The definition also refers to students who come from disadvantaged backgrounds. Through tutoring, MCAT preparation as well as one-on-one student advising, the program prepares these students to excel in medical school. It’s a two-year program for undergraduate or post-baccalaureate students, like Taylor, who want to serve in urban communities when they become physicians.  

“If you truly want to help people, that means helping all people,” said Taylor. “Everyone has different needs. Everyone has different health concerns. And instead of just taking the average community that you've already focused in on, we are going to focus on those who may not have been in the light in the past.”

The Pathways to Practice program provides four pathways towards medical school for students who have a passion for serving urban communities. 

 Lena Grafton is a faculty member in the program. 

“I believe my role here is important,” said Grafton. “The goal of the Pathways to Practice program is to develop the next generation of physicians, and these are physicians who have cultural humility, who care about the whole person, so treating the whole patient, not just their condition."

Grafton helps her students understand the root causes of health disparities so they can address them and eventually eliminate them. 

‘We know that people of color are overly burdened with disease and dying at an earlier age than their white counterparts. And for me, that's a problem,” said Grafton. 

By 2050, it’s projected that more than 50% of the U.S. population will identify as being a person of color, according to the U.S. Census Bureau.

Currently, the physician workforce does not represent the shifting demographics of the U.S. population. Nearly 60 percent of the active physician workforce is white, only about 5 percent is Black. 

“When patients seek physicians that they trust, they seek physicians that represent them or their culture,” said Grafton. “Typically, those who go on to graduate from medical school and practice in medicine, some of them come back to underserved communities, but they do not have the background or the context to understand the root causes of health disparities of health equity, and of course, the diversity, equity and inclusion principles that are needed to address and eliminate systemic racism.”

"I want to go to a wounded warrior facility eventually," said Taylor. "So I need to demographically know about the people that I am obviously going to be serving.

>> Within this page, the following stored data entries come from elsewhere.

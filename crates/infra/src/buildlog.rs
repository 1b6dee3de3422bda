// crates/infra/src/buildlog.rs
use docs_conf_ports::buildlog::BuildLogSink;
use docs_conf_shared_kernel::Result;

/// Build log sink writing marker and release lines to stderr.
///
/// Stderr keeps the build log separate from the rendered configuration on
/// stdout.
#[derive(Debug, Default)]
pub struct ConsoleBuildLog;

impl ConsoleBuildLog {
    pub fn new() -> Self {
        Self
    }
}

impl BuildLogSink for ConsoleBuildLog {
    fn on_marker(&self, marker: &str) -> Result<()> {
        eprintln!("{marker}");
        Ok(())
    }

    fn on_release(&self, project: &str, release: &str) -> Result<()> {
        eprintln!("{project} version: {release}");
        Ok(())
    }
}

So even though you cannot learn everything in medical school, I think that if someone is tailored and they're wanting to go work in specific communities, that they should maybe go to a school that encompasses that so that you learn kind of like well, what we're doing in this program." 

Grafton said it's also important for doctors to understand the challenges patients in underserved communities face that go beyond their physical health.

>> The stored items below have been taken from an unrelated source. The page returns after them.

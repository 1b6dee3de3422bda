use std::str::FromStr;

use docs_conf_shared_kernel::{DomainError, DomainResult};

/// Sphinx extensions the generated configuration may enable.
#[derive(Debug, Clone, Copy, PartialEq, Eq)]
pub enum Extension {
    RtdTheme,
    SphinxArg,
    Autodoc,
}

impl Extension {
    /// Identifier as it appears in the rendered configuration.
    #[must_use]
    pub const fn id(self) -> &'static str {
        match self {
            Self::RtdTheme => "sphinx_rtd_theme",
            Self::SphinxArg => "sphinxarg.ext",
            Self::Autodoc => "sphinx.ext.autodoc",
        }
    }

    /// Extensions enabled when none are selected explicitly.
    #[must_use]
    pub fn default_set() -> Vec<Self> {
        vec![Self::RtdTheme, Self::SphinxArg, Self::Autodoc]
    }

    pub fn parse(name: &str) -> DomainResult<Self> {
        match name.trim() {
            "sphinx_rtd_theme" => Ok(Self::RtdTheme),
            "sphinxarg.ext" => Ok(Self::SphinxArg),
            "sphinx.ext.autodoc" => Ok(Self::Autodoc),
            other => Err(DomainError::UnknownExtension { name: other.to_string() }),
        }
    }
}

impl FromStr for Extension {
    type Err = String;

    fn from_str(s: &str) -> Result<Self, Self::Err> {
        Self::parse(s).map_err(|e| e.to_string())
    }
}

/// HTML themes the configuration knows how to reference.
///
/// Theme identifiers use underscores; hyphenated spellings are accepted and
/// canonicalized during parsing.
#[derive(Debug, Clone, Copy, PartialEq, Eq, Default)]
pub enum HtmlTheme {
    #[default]
    PydataSphinxTheme,
    SphinxRtdTheme,
    Alabaster,
}

impl HtmlTheme {
    /// Identifier as it appears in the rendered configuration.
    #[must_use]
    pub const fn id(self) -> &'static str {
        match self {
            Self::PydataSphinxTheme => "pydata_sphinx_theme",
            Self::SphinxRtdTheme => "sphinx_rtd_theme",
            Self::Alabaster => "alabaster",
        }
    }
}

impl FromStr for HtmlTheme {
    type Err = String;

    fn from_str(s: &str) -> Result<Self, Self::Err> {
        match s.trim().replace('-', "_").as_str() {
            "pydata_sphinx_theme" => Ok(Self::PydataSphinxTheme),
            "sphinx_rtd_theme" => Ok(Self::SphinxRtdTheme),
            "alabaster" => Ok(Self::Alabaster),
            other => Err(format!("Unknown HTML theme: {other}")),
        }
    }
}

“Maybe it's transportation in order to get to the clinic, or maybe it is prescription access to make sure that they can have the medications they need to treat their condition,” said Grafton. “So it's really having that well-rounded physician who understands that evolving population of our nation and being able to meet those needs.”

There are a limited number of programs like Cleveland State University’s Pathways to Practice Program in the U.S. Grafton said if you're not part of the solution, you're part of the problem. That's why she works to address health disparities by graduating one future doctor, like Taylor, at a time.

“I have a family member who, my grandmother, who died way before her time from a preventable condition. And so if there is anything that I can do for the up and coming physician workforce to make sure that someone else does not lose their loved one before it's time, then that is what I aim to do,” said Grafton.

“If I can make a change in some way somehow I might not change the world but I can change a little bit at a time and hopefully inspire others to do the same and maybe start a wave,” said Taylor. 

CSU is looking to partner with other medical schools, like NEOMED, who have a similar mission.

The application portal for both Early Assurance Pathways are open. Deadline to apply has been extended to Friday Dec. 3, 2021. Applications for Berkman/Jackson Fellow are accepted on a rolling basis.